◆ **ACTIVITY**
Each line in the entries below that holds the word "struct" belongs in the answer.
** LISTED RECORDS follows **
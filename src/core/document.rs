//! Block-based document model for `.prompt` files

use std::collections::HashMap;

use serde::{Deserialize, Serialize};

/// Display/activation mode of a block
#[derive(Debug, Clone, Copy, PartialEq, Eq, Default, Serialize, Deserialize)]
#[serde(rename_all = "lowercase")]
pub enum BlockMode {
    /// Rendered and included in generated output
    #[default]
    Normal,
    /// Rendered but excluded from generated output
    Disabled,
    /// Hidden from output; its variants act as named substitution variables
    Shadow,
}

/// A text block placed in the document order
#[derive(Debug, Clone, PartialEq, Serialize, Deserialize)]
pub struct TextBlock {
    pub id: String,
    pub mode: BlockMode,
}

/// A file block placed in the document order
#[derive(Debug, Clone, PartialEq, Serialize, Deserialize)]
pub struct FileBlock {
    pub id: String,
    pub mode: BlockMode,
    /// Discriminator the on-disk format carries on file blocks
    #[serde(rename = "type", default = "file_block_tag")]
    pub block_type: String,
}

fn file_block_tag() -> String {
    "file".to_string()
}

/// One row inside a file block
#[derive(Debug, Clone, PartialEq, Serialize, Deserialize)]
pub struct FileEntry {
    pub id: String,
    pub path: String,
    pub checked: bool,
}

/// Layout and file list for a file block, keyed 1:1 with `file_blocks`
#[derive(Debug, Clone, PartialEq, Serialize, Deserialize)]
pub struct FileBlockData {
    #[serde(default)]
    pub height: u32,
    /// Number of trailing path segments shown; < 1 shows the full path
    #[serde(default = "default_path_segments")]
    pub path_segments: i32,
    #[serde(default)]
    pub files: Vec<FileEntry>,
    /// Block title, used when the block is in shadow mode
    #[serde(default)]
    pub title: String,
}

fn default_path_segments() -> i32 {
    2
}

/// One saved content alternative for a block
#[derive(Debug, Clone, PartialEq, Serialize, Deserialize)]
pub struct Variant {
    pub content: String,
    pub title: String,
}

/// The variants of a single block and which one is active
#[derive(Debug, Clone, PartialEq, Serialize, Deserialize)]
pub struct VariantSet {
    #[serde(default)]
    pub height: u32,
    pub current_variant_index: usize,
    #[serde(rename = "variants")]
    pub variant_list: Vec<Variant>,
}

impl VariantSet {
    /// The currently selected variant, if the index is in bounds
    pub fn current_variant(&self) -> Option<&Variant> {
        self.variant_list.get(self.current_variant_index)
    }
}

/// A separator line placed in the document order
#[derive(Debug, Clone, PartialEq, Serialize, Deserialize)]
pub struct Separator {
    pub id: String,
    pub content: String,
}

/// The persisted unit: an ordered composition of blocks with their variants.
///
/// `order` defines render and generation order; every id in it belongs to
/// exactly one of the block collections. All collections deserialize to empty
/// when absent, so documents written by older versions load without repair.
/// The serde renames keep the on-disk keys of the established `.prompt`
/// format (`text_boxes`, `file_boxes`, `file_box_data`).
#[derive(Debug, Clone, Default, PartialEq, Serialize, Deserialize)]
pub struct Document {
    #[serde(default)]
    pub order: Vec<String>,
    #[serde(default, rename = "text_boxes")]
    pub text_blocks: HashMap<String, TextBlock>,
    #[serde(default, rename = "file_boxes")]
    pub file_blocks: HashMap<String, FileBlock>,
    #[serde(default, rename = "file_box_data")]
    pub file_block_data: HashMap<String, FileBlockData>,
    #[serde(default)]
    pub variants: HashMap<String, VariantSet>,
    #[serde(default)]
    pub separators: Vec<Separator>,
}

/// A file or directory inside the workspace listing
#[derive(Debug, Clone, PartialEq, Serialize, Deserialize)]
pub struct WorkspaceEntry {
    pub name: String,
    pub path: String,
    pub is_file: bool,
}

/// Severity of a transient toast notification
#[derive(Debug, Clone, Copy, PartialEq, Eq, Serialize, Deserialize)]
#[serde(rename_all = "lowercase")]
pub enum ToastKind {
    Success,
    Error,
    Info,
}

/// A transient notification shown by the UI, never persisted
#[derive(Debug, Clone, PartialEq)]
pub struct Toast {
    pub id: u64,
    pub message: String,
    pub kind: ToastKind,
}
** End of LISTED RECORDS **
** LISTED RECORDS follows **
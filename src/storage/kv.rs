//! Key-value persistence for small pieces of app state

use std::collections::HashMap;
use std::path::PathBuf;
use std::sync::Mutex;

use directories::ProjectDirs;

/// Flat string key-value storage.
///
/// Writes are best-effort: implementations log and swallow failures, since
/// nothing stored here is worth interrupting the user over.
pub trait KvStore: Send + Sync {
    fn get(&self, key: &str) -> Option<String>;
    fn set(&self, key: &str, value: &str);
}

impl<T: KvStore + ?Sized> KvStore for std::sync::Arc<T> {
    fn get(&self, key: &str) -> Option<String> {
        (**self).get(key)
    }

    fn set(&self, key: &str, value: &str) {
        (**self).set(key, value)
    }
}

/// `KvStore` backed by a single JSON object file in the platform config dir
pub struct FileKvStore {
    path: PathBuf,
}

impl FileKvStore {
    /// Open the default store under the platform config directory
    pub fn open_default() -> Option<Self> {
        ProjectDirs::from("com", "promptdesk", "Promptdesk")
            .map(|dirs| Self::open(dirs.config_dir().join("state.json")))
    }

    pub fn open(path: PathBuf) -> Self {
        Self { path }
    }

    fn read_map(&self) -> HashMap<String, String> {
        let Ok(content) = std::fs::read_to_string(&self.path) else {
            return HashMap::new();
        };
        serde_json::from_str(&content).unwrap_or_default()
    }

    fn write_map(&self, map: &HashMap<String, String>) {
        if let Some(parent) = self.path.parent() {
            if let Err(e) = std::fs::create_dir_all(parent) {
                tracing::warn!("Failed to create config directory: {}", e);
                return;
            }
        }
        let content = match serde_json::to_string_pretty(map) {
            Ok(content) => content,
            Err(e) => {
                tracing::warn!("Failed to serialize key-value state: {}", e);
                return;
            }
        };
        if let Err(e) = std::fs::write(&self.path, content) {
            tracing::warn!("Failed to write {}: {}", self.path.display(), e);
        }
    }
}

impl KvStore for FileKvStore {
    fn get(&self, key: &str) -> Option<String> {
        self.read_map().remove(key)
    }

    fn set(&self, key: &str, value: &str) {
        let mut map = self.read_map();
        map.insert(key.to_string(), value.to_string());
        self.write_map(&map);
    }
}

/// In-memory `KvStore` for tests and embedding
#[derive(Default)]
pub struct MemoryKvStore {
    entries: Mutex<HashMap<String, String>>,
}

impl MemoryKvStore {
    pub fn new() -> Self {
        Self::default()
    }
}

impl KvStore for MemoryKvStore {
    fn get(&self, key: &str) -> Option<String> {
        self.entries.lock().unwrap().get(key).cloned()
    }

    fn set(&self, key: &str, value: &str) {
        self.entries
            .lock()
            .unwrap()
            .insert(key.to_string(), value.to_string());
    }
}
** End of LISTED RECORDS **
◆ **EXPECTED ANSWER**
pub struct TextBlock {
pub struct FileBlock {
pub struct FileEntry {
pub struct FileBlockData {
pub struct Variant {
pub struct VariantSet {
pub struct Separator {
pub struct Document {
pub struct WorkspaceEntry {
pub struct Toast {
pub struct FileKvStore {
pub struct MemoryKvStore {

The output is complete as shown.